You might think the man should have his head examined. The country is in dire straits after 13 years of Fianna Fáil rule. The future looks grim and the Minister for Finance tells us the budget he will introduce to the Dáil in less than three months’ time will be even more savage than last year’s budget.
We are well used to hearing people on Liveline and other radio programmes telling us that they voted Fianna Fáil all their lives but will never do so again because of the mess the country is in. However, here is a man doing the very opposite, swimming against the tide, as it were. Why is this Blueshirt voting for the hated Fianna Fáil party and ignoring the party he and his father before him supported all their lives?
It is because the local Fianna Fáil TD attended his mother’s funeral last July. He is turning his back on the party his father would have died for and is voting for Fianna Fáil because the local Fianna Fáil TD was better at playing cute-hoor politics than his Dáil deputy colleagues were.
“Well he was the only TD to pay his respects at my mother’s funeral,” said this man to me. “He deserves my number one now,” he added. I don’t know why the other TDs were not at the funeral too. I think they might have been on holidays at the time.
So now you have it. It doesn’t matter how this Fianna Fáil TD votes in the Dáil or how the country is being ruled by his party. The fact that he had gone to my friend’s mother’s funeral was enough to persuade my friend to turn his coat and vote for Fianna Fáil at a time when everybody else seems to be turning against the Government.
Is it any wonder that TDs spend far more time looking after their constituencies than they do in the Dáil? After all, all politics is local. People can talk all they like about the need for Dáil reform and about the need for the House to sit at least four days a week, rather than the present two-and-a-half days and about the need to take shorter holidays at summer, Christmas, Easter and St Patrick’s Day. But the be all and end all of a TD’s career is how he looks after his constituents.
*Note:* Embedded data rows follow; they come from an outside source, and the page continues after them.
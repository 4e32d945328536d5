//! Admin inventory management.
//!
//! Inventory items live in the comics collection, so every change here is
//! visible through the public catalog as well.

use chrono::Utc;
use serde::Serialize;
use tracing::instrument;

use longbox_core::ObjectId;
use longbox_core::catalog::{
    FindOptions, IdCandidate, InventoryItem, InventoryPatch, NewInventoryItem, Predicate,
    candidates, to_inventory_item,
};
use longbox_core::{Collection, Document};

use super::ServiceError;
use crate::db::DocumentStore;

/// Result of an admin update.
#[derive(Debug, Clone, Serialize)]
#[serde(rename_all = "camelCase")]
pub struct UpdateOutcome {
    pub item: InventoryItem,
    pub matched_count: u64,
    pub modified_count: u64,
    /// Set when the target matched but none of its fields changed.
    pub unmodified: bool,
}

fn not_found(raw: &str) -> ServiceError {
    ServiceError::NotFound(format!("inventory item '{raw}' not found"))
}

/// Admin-only create, update and delete of catalog items.
pub struct InventoryService<'a> {
    store: &'a dyn DocumentStore,
}

impl<'a> InventoryService<'a> {
    #[must_use]
    pub const fn new(store: &'a dyn DocumentStore) -> Self {
        Self { store }
    }

    /// Every catalog item, in insertion order.
    ///
    /// # Errors
    ///
    /// Returns `ServiceError::Store` if the store fails.
    #[instrument(skip(self))]
    pub async fn list(&self) -> Result<Vec<InventoryItem>, ServiceError> {
        let docs = self
            .store
            .find(Collection::Comics, &Predicate::all(), FindOptions::default())
            .await?;
        docs.iter()
            .map(|doc| to_inventory_item(doc).map_err(|e| ServiceError::corrupt_document(&e)))
            .collect()
    }

    /// Insert a new item with a fresh identifier.
    ///
    /// # Errors
    ///
    /// Returns `ServiceError::Validation` for a non-numeric price and
    /// `ServiceError::Store` if the store fails.
    #[instrument(skip(self, fields))]
    pub async fn create(&self, fields: NewInventoryItem) -> Result<InventoryItem, ServiceError> {
        let doc = fields.into_document(ObjectId::new(), Utc::now())?;
        let item = to_inventory_item(&doc)?;
        self.store.insert(Collection::Comics, doc).await?;

        tracing::info!(id = %item.id, "Created inventory item");
        Ok(item)
    }

    /// Find the first identifier interpretation of `raw` that matches a
    /// stored item.
    ///
    /// Interpretations are tried as an `ObjectId`, then as a literal string,
    /// then as an integer.
    ///
    /// # Errors
    ///
    /// Returns `ServiceError::Store` if the store fails.
    #[instrument(skip(self))]
    pub async fn resolve(&self, raw: &str) -> Result<Option<(IdCandidate, Document)>, ServiceError> {
        for candidate in candidates(raw) {
            let found = self
                .store
                .find_one(Collection::Comics, &candidate.predicate())
                .await?;
            if let Some(doc) = found {
                return Ok(Some((candidate, doc)));
            }
        }
        Ok(None)
    }

    /// Apply a partial update to the item identified by `raw`.
    ///
    /// # Errors
    ///
    /// Returns `ServiceError::Validation` for an empty or malformed patch,
    /// `ServiceError::NotFound` if no item matches, and `ServiceError::Store`
    /// if the store fails.
    #[instrument(skip(self, patch))]
    pub async fn update(
        &self,
        raw: &str,
        patch: InventoryPatch,
    ) -> Result<UpdateOutcome, ServiceError> {
        let set = patch.into_field_set()?;

        let (candidate, _) = self.resolve(raw).await?.ok_or_else(|| not_found(raw))?;
        let target = candidate.predicate();

        let result = self
            .store
            .update_one(Collection::Comics, &target, &set)
            .await?;
        if result.matched == 0 {
            return Err(not_found(raw));
        }

        let doc = self
            .store
            .find_one(Collection::Comics, &target)
            .await?
            .ok_or_else(|| not_found(raw))?;

        Ok(UpdateOutcome {
            item: to_inventory_item(&doc).map_err(|e| ServiceError::corrupt_document(&e))?,
            matched_count: result.matched,
            modified_count: result.modified,
            unmodified: result.modified == 0,
        })
    }

    /// Remove the item identified by `raw`, returning the number removed.
    ///
    /// # Errors
    ///
    /// Returns `ServiceError::NotFound` if no item matches and
    /// `ServiceError::Store` if the store fails.
    #[instrument(skip(self))]
    pub async fn delete(&self, raw: &str) -> Result<u64, ServiceError> {
        let (candidate, _) = self.resolve(raw).await?.ok_or_else(|| not_found(raw))?;

        let deleted = self
            .store
            .delete_one(Collection::Comics, &candidate.predicate())
            .await?;
        if deleted == 0 {
            return Err(not_found(raw));
        }

        tracing::info!(id = raw, "Deleted inventory item");
        Ok(deleted)
    }
}
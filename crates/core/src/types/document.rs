//! Stored document shapes.
//!
//! Catalog documents are open-ended JSON objects and are handled as
//! [`Document`] maps. User records have a fixed outer shape with open-ended
//! cart and favorites entries.

use core::fmt;

use serde::{Deserialize, Deserializer, Serialize};
use serde_json::{Map, Value};

use crate::error::ValidationError;
use crate::types::price::coerce_or_sentinel;

/// A raw stored document.
pub type Document = Map<String, Value>;

/// Named document collections.
#[derive(Debug, Clone, Copy, PartialEq, Eq, Hash)]
pub enum Collection {
    /// The comic catalog, also holding admin-managed inventory items.
    Comics,
    /// Per-identity cart and favorites.
    Users,
}

impl Collection {
    /// Returns the collection name as stored.
    #[must_use]
    pub const fn as_str(&self) -> &'static str {
        match self {
            Self::Comics => "comics",
            Self::Users => "users",
        }
    }
}

impl fmt::Display for Collection {
    fn fmt(&self, f: &mut fmt::Formatter<'_>) -> fmt::Result {
        f.write_str(self.as_str())
    }
}

/// An entry in a cart or favorites list.
///
/// Only `price` is interpreted. Every other key is kept verbatim in `extra`,
/// including keys that look like store operators (`$set`, `$where`, ...).
#[derive(Debug, Clone, PartialEq, Serialize)]
pub struct CartItem {
    pub price: f64,
    #[serde(flatten)]
    pub extra: Map<String, Value>,
}

impl CartItem {
    /// Build an item from a submitted JSON object, coercing its price.
    ///
    /// # Errors
    ///
    /// Returns [`ValidationError::InvalidPrice`] if `price` is present but not
    /// numeric.
    pub fn from_map(mut fields: Map<String, Value>) -> Result<Self, ValidationError> {
        let price = coerce_or_sentinel(fields.remove("price").as_ref())?;
        Ok(Self {
            price,
            extra: fields,
        })
    }

    /// Parse a submitted list of items.
    ///
    /// # Errors
    ///
    /// Returns [`ValidationError::InvalidItem`] with the position of the first
    /// entry that is not an object, or the price error of the first entry
    /// with a non-numeric price.
    pub fn parse_list(values: Vec<Value>) -> Result<Vec<Self>, ValidationError> {
        values
            .into_iter()
            .enumerate()
            .map(|(position, value)| match value {
                Value::Object(fields) => Self::from_map(fields),
                _ => Err(ValidationError::InvalidItem(position)),
            })
            .collect()
    }

    /// Returns the stored JSON form.
    #[must_use]
    pub fn to_value(&self) -> Value {
        let mut fields = self.extra.clone();
        fields.insert("price".to_string(), Value::from(self.price));
        Value::Object(fields)
    }
}

impl<'de> Deserialize<'de> for CartItem {
    fn deserialize<D: Deserializer<'de>>(deserializer: D) -> Result<Self, D::Error> {
        let fields = Map::deserialize(deserializer)?;
        Self::from_map(fields).map_err(serde::de::Error::custom)
    }
}

/// A per-identity user record.
#[derive(Debug, Clone, PartialEq, Serialize, Deserialize)]
pub struct UserRecord {
    pub sub: String,
    #[serde(default)]
    pub cart: Vec<CartItem>,
    #[serde(default)]
    pub favorites: Vec<CartItem>,
}

impl UserRecord {
    /// A fresh, empty record for `sub`.
    #[must_use]
    pub fn empty(sub: impl Into<String>) -> Self {
        Self {
            sub: sub.into(),
            cart: Vec::new(),
            favorites: Vec::new(),
        }
    }

    /// The document inserted when `sub` is seen for the first time.
    ///
    /// Built anew on every call so no two records share list storage.
    #[must_use]
    pub fn default_document(sub: &str) -> Document {
        let mut doc = Document::new();
        doc.insert("sub".to_string(), Value::String(sub.to_string()));
        doc.insert("cart".to_string(), Value::Array(Vec::new()));
        doc.insert("favorites".to_string(), Value::Array(Vec::new()));
        doc
    }

    /// Read a record back from a stored document, ignoring unknown keys.
    ///
    /// # Errors
    ///
    /// Returns an error if the document does not have the user record shape.
    pub fn from_document(doc: Document) -> Result<Self, serde_json::Error> {
        serde_json::from_value(Value::Object(doc))
    }
}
If a TD was to take his job seriously and say to himself, “I will not attend any more funerals in the constituency unless I know the person who has died or that person’s next-of-kin,” he would not survive too long as a TD.
However, we do not want that kind of a TD. We want our TDs to be at our beck and call all the time. We don’t want them ever to say no to anything we ask. We want them to be our messenger boys and girls.
It’s ok for them to be up in Dublin spouting about the economy or about the banks but they better not forget where they came from. They better not forget that it is we who voted for them and if they don’t look after us, we won’t look after them. It is as simple as that.
No wonder the country is in the state it is in.
Now I wonder does my friend still feel the same about Fianna Fáil today if he listened to Brian Cowen’s interview on Tuesday morning. The interview was coming from the Fianna Fáil think-in at the Ardilaun Hotel in Galway and it was obvious that the Taoiseach had been up late the night before. He sounded so tired and fatigued that he might have been talking in his sleep.
I cannot understand why he went on air so early in the morning if he had so little sleep the night before. Where were his handlers? They should have insisted he stay in bed and let RTÉ find somebody else to interview.
As I write this column, it is not clear where this thing will end. The controversy over Brian Cowen’s chat with Cathal Mac Coille may gather pace and come back to cause further damage to him at the next election.
Enda Kenny’s infamous appearance on The Late Late Show earlier this year certainly damaged the Fine Gael leader and was one of the reasons he had to face a front-bench revolt later in the year.
Will Brian Cowen’s terrible performance on Morning Ireland this week come back to haunt him over the coming months and lead to a heave against the Taoiseach?
This story is only unfolding as I write.